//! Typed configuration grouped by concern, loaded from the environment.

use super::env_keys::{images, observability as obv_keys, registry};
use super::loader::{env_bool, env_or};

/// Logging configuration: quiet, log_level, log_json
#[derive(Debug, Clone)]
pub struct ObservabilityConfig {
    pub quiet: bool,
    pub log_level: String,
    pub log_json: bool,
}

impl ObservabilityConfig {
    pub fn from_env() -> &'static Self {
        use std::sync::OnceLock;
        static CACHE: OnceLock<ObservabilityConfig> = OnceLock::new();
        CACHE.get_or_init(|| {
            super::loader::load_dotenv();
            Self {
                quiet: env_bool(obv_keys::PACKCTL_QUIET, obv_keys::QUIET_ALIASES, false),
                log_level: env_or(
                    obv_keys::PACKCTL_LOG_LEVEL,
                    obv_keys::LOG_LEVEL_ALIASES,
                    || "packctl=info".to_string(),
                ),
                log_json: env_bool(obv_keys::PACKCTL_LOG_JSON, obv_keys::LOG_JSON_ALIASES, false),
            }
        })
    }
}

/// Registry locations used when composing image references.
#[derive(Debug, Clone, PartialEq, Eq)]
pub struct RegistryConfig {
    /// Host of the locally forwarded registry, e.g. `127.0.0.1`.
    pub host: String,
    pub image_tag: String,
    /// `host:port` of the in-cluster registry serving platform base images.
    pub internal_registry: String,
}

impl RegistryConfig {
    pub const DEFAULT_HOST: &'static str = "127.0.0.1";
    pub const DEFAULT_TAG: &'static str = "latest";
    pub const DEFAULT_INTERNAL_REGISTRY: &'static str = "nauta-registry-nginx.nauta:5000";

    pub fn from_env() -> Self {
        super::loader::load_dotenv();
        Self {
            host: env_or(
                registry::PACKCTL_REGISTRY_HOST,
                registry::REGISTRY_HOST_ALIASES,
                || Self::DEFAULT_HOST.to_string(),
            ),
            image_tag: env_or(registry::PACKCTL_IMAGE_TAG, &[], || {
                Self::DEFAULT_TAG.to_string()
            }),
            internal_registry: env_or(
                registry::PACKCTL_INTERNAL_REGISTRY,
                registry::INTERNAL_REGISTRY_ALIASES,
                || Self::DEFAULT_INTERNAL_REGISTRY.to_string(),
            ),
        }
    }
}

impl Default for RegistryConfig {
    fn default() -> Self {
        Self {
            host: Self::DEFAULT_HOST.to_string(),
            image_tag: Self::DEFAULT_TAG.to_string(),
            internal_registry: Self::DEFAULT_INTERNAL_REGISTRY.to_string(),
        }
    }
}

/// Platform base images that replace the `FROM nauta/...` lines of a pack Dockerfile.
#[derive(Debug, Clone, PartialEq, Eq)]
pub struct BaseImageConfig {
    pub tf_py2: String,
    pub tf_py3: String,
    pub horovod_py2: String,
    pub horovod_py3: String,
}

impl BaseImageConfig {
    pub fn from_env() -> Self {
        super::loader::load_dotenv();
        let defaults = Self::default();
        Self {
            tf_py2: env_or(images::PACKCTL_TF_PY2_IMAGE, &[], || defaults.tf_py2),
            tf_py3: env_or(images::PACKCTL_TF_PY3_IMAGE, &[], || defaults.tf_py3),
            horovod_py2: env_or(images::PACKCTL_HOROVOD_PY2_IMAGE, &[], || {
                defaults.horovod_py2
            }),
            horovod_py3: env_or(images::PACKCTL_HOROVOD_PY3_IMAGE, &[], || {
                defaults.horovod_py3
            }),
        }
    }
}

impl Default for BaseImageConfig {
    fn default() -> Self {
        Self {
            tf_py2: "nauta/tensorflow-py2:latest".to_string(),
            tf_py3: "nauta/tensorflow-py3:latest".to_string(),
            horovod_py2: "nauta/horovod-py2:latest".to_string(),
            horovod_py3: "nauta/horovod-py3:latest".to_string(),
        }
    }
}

■ ■ ■ ■ ■ ■ ■

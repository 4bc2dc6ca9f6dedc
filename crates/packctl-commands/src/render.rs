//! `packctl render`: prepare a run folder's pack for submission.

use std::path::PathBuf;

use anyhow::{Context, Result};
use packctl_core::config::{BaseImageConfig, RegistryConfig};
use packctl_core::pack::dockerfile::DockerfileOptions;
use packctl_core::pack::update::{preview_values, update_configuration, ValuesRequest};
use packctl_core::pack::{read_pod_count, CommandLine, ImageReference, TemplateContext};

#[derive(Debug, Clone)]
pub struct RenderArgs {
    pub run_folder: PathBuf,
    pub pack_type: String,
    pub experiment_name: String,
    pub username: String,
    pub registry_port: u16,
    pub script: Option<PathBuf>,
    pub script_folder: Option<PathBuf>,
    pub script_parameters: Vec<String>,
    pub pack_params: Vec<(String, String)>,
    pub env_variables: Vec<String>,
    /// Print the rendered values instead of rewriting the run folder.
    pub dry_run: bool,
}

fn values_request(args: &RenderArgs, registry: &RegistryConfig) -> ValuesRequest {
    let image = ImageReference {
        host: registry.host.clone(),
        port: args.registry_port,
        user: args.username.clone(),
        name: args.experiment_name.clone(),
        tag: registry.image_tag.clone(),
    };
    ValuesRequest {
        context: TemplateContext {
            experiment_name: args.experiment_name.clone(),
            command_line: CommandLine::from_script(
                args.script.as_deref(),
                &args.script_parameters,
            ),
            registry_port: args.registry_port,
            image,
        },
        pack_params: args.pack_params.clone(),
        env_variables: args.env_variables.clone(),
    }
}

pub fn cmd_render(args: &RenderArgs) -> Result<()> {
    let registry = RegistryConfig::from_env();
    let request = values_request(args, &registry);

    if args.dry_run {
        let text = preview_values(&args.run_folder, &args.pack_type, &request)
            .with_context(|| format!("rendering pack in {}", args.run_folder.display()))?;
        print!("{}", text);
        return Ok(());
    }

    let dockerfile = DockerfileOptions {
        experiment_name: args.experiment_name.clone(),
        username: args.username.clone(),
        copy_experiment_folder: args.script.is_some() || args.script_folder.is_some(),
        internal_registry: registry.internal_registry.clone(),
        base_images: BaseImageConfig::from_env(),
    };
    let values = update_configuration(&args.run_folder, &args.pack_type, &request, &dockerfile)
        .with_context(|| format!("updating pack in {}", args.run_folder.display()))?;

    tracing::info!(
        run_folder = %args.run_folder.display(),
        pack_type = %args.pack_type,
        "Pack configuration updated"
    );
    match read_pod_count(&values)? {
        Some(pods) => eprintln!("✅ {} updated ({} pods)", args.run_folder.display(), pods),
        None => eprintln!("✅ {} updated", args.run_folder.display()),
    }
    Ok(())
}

■ ■ ■ ■ ■ ■ ■

▶ **WORK INSTRUCTION**: Exactly how many lines in the data above contain the word "false"? Respond with the number and nothing more.

▶ **WRITTEN SOLUTION**: 2